BEGIN Data excerpts
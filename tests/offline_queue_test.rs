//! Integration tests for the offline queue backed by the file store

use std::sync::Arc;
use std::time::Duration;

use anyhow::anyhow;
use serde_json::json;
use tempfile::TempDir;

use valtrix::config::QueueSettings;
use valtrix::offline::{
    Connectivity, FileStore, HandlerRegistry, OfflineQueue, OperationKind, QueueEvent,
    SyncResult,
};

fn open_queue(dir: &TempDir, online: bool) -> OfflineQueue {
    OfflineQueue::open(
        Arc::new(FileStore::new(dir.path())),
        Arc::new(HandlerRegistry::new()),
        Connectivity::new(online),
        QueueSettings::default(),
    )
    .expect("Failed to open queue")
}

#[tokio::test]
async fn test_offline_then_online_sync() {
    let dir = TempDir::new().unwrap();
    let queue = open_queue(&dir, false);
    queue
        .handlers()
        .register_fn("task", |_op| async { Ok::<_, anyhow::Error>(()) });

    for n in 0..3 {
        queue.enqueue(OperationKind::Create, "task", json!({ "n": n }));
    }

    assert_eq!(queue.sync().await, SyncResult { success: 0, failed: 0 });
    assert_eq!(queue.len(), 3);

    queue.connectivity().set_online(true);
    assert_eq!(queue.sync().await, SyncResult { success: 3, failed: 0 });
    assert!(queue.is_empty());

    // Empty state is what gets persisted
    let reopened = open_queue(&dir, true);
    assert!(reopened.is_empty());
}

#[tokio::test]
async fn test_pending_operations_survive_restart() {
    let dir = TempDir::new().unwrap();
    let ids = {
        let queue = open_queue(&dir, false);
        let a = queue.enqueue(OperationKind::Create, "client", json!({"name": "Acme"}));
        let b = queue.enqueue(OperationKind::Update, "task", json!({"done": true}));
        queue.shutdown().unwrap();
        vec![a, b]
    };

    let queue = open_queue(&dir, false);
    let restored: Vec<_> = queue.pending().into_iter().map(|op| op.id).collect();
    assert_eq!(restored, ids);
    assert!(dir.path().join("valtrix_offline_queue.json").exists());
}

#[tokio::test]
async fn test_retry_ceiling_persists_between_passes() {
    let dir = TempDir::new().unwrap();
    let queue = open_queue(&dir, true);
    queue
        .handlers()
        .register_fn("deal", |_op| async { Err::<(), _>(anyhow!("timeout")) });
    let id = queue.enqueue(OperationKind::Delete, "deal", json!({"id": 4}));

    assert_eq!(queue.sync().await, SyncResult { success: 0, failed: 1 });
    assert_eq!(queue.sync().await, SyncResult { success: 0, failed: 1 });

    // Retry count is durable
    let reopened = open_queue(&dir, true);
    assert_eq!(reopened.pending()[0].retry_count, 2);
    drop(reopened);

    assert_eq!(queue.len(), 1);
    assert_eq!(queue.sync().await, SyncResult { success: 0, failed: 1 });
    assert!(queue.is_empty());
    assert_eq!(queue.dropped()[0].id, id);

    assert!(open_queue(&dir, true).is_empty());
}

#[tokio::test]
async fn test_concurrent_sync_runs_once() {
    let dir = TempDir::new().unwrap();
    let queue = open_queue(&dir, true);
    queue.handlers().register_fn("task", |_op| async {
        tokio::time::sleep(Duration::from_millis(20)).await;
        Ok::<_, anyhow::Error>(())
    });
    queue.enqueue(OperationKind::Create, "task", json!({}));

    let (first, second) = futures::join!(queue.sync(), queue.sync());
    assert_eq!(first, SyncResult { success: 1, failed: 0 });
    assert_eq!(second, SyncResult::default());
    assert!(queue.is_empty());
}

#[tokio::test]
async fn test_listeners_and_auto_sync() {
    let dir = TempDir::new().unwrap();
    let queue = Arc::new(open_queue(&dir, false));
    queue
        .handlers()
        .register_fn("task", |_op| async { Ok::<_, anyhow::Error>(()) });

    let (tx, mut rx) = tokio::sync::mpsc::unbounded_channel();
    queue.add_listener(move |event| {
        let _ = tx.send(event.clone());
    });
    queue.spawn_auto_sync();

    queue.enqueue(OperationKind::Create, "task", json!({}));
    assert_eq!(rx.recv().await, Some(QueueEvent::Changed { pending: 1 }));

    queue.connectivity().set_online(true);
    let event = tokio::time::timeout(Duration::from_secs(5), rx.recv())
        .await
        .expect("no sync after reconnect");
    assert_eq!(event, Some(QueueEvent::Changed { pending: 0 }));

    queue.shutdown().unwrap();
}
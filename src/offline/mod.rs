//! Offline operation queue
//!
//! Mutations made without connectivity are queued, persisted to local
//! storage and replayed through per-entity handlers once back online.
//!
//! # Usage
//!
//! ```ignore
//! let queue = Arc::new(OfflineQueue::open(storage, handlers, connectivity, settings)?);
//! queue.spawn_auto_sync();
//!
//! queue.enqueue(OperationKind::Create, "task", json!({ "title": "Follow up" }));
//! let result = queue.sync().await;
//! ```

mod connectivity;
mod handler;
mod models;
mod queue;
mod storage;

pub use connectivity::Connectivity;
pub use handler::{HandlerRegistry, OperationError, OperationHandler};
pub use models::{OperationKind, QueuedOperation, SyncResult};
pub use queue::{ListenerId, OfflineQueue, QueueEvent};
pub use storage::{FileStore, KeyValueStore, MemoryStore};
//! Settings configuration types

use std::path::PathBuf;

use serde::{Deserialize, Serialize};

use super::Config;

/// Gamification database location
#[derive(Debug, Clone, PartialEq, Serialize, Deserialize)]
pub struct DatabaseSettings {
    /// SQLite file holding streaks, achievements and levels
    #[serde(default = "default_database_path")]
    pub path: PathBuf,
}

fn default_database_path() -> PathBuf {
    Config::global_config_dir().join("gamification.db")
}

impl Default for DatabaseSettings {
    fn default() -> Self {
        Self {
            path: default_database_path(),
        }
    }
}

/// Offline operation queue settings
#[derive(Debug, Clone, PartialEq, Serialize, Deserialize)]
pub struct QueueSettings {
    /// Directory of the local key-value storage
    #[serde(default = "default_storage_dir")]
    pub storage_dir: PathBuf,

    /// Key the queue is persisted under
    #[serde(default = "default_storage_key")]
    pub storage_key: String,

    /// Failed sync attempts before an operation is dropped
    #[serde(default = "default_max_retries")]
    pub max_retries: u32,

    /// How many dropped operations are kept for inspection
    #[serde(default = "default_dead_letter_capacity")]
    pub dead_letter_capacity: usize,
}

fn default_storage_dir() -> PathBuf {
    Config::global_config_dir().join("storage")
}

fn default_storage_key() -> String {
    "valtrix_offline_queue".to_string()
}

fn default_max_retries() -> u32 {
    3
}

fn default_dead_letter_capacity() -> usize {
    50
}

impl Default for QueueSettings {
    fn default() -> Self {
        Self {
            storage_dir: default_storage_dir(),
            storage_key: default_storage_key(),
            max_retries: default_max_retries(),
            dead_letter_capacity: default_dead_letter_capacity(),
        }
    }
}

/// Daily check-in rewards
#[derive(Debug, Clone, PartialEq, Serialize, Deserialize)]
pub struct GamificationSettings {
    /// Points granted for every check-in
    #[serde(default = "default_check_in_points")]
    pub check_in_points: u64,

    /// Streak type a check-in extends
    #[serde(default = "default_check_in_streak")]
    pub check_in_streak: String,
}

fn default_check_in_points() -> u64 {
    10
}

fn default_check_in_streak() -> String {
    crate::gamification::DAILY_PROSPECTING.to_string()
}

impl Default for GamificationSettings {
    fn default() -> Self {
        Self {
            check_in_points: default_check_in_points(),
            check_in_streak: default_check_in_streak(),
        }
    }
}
END Data excerpts
# Requirement
What is needed is a word-for-word restatement of all the data.

# Exercise answer
filename tests/offline_queue_test.rs
//! Integration tests for the offline queue backed by the file store

use std::sync::Arc;
use std::time::Duration;

use anyhow::anyhow;
use serde_json::json;
use tempfile::TempDir;

use valtrix::config::QueueSettings;
use valtrix::offline::{
    Connectivity, FileStore, HandlerRegistry, OfflineQueue, OperationKind, QueueEvent,
    SyncResult,
};

fn open_queue(dir: &TempDir, online: bool) -> OfflineQueue {
    OfflineQueue::open(
        Arc::new(FileStore::new(dir.path())),
        Arc::new(HandlerRegistry::new()),
        Connectivity::new(online),
        QueueSettings::default(),
    )
    .expect("Failed to open queue")
}

#[tokio::test]
async fn test_offline_then_online_sync() {
    let dir = TempDir::new().unwrap();
    let queue = open_queue(&dir, false);
    queue
        .handlers()
        .register_fn("task", |_op| async { Ok::<_, anyhow::Error>(()) });

    for n in 0..3 {
        queue.enqueue(OperationKind::Create, "task", json!({ "n": n }));
    }

    assert_eq!(queue.sync().await, SyncResult { success: 0, failed: 0 });
    assert_eq!(queue.len(), 3);

    queue.connectivity().set_online(true);
    assert_eq!(queue.sync().await, SyncResult { success: 3, failed: 0 });
    assert!(queue.is_empty());

    // Empty state is what gets persisted
    let reopened = open_queue(&dir, true);
    assert!(reopened.is_empty());
}

#[tokio::test]
async fn test_pending_operations_survive_restart() {
    let dir = TempDir::new().unwrap();
    let ids = {
        let queue = open_queue(&dir, false);
        let a = queue.enqueue(OperationKind::Create, "client", json!({"name": "Acme"}));
        let b = queue.enqueue(OperationKind::Update, "task", json!({"done": true}));
        queue.shutdown().unwrap();
        vec![a, b]
    };

    let queue = open_queue(&dir, false);
    let restored: Vec<_> = queue.pending().into_iter().map(|op| op.id).collect();
    assert_eq!(restored, ids);
    assert!(dir.path().join("valtrix_offline_queue.json").exists());
}

#[tokio::test]
async fn test_retry_ceiling_persists_between_passes() {
    let dir = TempDir::new().unwrap();
    let queue = open_queue(&dir, true);
    queue
        .handlers()
        .register_fn("deal", |_op| async { Err::<(), _>(anyhow!("timeout")) });
    let id = queue.enqueue(OperationKind::Delete, "deal", json!({"id": 4}));

    assert_eq!(queue.sync().await, SyncResult { success: 0, failed: 1 });
    assert_eq!(queue.sync().await, SyncResult { success: 0, failed: 1 });

    // Retry count is durable
    let reopened = open_queue(&dir, true);
    assert_eq!(reopened.pending()[0].retry_count, 2);
    drop(reopened);

    assert_eq!(queue.len(), 1);
    assert_eq!(queue.sync().await, SyncResult { success: 0, failed: 1 });
    assert!(queue.is_empty());
    assert_eq!(queue.dropped()[0].id, id);

    assert!(open_queue(&dir, true).is_empty());
}

#[tokio::test]
async fn test_concurrent_sync_runs_once() {
    let dir = TempDir::new().unwrap();
    let queue = open_queue(&dir, true);
    queue.handlers().register_fn("task", |_op| async {
        tokio::time::sleep(Duration::from_millis(20)).await;
        Ok::<_, anyhow::Error>(())
    });
    queue.enqueue(OperationKind::Create, "task", json!({}));

    let (first, second) = futures::join!(queue.sync(), queue.sync());
    assert_eq!(first, SyncResult { success: 1, failed: 0 });
    assert_eq!(second, SyncResult::default());
    assert!(queue.is_empty());
}

#[tokio::test]
async fn test_listeners_and_auto_sync() {
    let dir = TempDir::new().unwrap();
    let queue = Arc::new(open_queue(&dir, false));
    queue
        .handlers()
        .register_fn("task", |_op| async { Ok::<_, anyhow::Error>(()) });

    let (tx, mut rx) = tokio::sync::mpsc::unbounded_channel();
    queue.add_listener(move |event| {
        let _ = tx.send(event.clone());
    });
    queue.spawn_auto_sync();

    queue.enqueue(OperationKind::Create, "task", json!({}));
    assert_eq!(rx.recv().await, Some(QueueEvent::Changed { pending: 1 }));

    queue.connectivity().set_online(true);
    let event = tokio::time::timeout(Duration::from_secs(5), rx.recv())
        .await
        .expect("no sync after reconnect");
    assert_eq!(event, Some(QueueEvent::Changed { pending: 0 }));

    queue.shutdown().unwrap();
}
filename src/offline/mod.rs
//! Offline operation queue
//!
//! Mutations made without connectivity are queued, persisted to local
//! storage and replayed through per-entity handlers once back online.
//!
//! # Usage
//!
//! ```ignore
//! let queue = Arc::new(OfflineQueue::open(storage, handlers, connectivity, settings)?);
//! queue.spawn_auto_sync();
//!
//! queue.enqueue(OperationKind::Create, "task", json!({ "title": "Follow up" }));
//! let result = queue.sync().await;
//! ```

mod connectivity;
mod handler;
mod models;
mod queue;
mod storage;

pub use connectivity::Connectivity;
pub use handler::{HandlerRegistry, OperationError, OperationHandler};
pub use models::{OperationKind, QueuedOperation, SyncResult};
pub use queue::{ListenerId, OfflineQueue, QueueEvent};
pub use storage::{FileStore, KeyValueStore, MemoryStore};
//! Settings configuration types

use std::path::PathBuf;

use serde::{Deserialize, Serialize};

use super::Config;

/// Gamification database location
#[derive(Debug, Clone, PartialEq, Serialize, Deserialize)]
pub struct DatabaseSettings {
    /// SQLite file holding streaks, achievements and levels
    #[serde(default = "default_database_path")]
    pub path: PathBuf,
}

fn default_database_path() -> PathBuf {
    Config::global_config_dir().join("gamification.db")
}

impl Default for DatabaseSettings {
    fn default() -> Self {
        Self {
            path: default_database_path(),
        }
    }
}

/// Offline operation queue settings
#[derive(Debug, Clone, PartialEq, Serialize, Deserialize)]
pub struct QueueSettings {
    /// Directory of the local key-value storage
    #[serde(default = "default_storage_dir")]
    pub storage_dir: PathBuf,

    /// Key the queue is persisted under
    #[serde(default = "default_storage_key")]
    pub storage_key: String,

    /// Failed sync attempts before an operation is dropped
    #[serde(default = "default_max_retries")]
    pub max_retries: u32,

    /// How many dropped operations are kept for inspection
    #[serde(default = "default_dead_letter_capacity")]
    pub dead_letter_capacity: usize,
}

fn default_storage_dir() -> PathBuf {
    Config::global_config_dir().join("storage")
}

fn default_storage_key() -> String {
    "valtrix_offline_queue".to_string()
}

fn default_max_retries() -> u32 {
    3
}

fn default_dead_letter_capacity() -> usize {
    50
}

impl Default for QueueSettings {
    fn default() -> Self {
        Self {
            storage_dir: default_storage_dir(),
            storage_key: default_storage_key(),
            max_retries: default_max_retries(),
            dead_letter_capacity: default_dead_letter_capacity(),
        }
    }
}

/// Daily check-in rewards
#[derive(Debug, Clone, PartialEq, Serialize, Deserialize)]
pub struct GamificationSettings {
    /// Points granted for every check-in
    #[serde(default = "default_check_in_points")]
    pub check_in_points: u64,

    /// Streak type a check-in extends
    #[serde(default = "default_check_in_streak")]
    pub check_in_streak: String,
}

fn default_check_in_points() -> u64 {
    10
}

fn default_check_in_streak() -> String {
    crate::gamification::DAILY_PROSPECTING.to_string()
}

impl Default for GamificationSettings {
    fn default() -> Self {
        Self {
            check_in_points: default_check_in_points(),
            check_in_streak: default_check_in_streak(),
        }
    }
}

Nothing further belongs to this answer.